BRIEF -
Using the listing, work out the number of lines where "println" shows up, and answer with that number alone.

PROVIDED ENTRIES -
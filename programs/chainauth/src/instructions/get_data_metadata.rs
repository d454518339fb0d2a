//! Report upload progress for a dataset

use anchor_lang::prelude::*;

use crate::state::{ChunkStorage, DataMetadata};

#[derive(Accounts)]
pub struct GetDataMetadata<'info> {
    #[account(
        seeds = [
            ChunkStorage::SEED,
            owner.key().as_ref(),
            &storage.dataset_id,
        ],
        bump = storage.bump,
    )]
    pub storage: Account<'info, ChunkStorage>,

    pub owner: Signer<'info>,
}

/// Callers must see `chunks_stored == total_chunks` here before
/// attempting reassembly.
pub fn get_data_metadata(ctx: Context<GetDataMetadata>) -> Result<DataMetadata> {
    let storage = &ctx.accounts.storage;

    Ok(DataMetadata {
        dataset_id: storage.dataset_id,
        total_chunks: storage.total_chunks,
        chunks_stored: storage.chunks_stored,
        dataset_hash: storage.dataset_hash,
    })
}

--

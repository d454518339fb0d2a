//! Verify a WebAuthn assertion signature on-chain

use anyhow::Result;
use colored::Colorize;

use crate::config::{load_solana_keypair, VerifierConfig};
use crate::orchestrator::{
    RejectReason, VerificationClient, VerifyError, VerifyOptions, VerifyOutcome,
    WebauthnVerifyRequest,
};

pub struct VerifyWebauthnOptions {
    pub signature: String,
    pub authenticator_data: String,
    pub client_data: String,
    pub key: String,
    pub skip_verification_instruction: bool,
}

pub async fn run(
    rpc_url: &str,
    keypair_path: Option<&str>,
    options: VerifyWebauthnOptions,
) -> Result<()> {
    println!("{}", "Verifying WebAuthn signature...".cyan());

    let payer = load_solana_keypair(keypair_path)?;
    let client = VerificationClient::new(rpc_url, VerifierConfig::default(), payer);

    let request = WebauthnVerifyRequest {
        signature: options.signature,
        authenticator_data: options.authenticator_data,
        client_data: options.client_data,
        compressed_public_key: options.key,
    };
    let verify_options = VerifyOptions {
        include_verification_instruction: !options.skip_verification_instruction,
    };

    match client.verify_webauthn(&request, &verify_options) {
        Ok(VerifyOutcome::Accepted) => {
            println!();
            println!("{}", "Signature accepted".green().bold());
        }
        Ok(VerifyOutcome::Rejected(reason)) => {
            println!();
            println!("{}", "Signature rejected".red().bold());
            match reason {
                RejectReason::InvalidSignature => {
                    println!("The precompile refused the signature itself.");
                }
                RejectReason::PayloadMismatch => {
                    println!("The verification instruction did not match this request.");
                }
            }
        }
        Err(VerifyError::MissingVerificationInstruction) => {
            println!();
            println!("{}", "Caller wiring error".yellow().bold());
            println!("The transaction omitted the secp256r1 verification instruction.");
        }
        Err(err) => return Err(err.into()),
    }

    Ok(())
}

ANSWER TO THIS PROBLEM -
10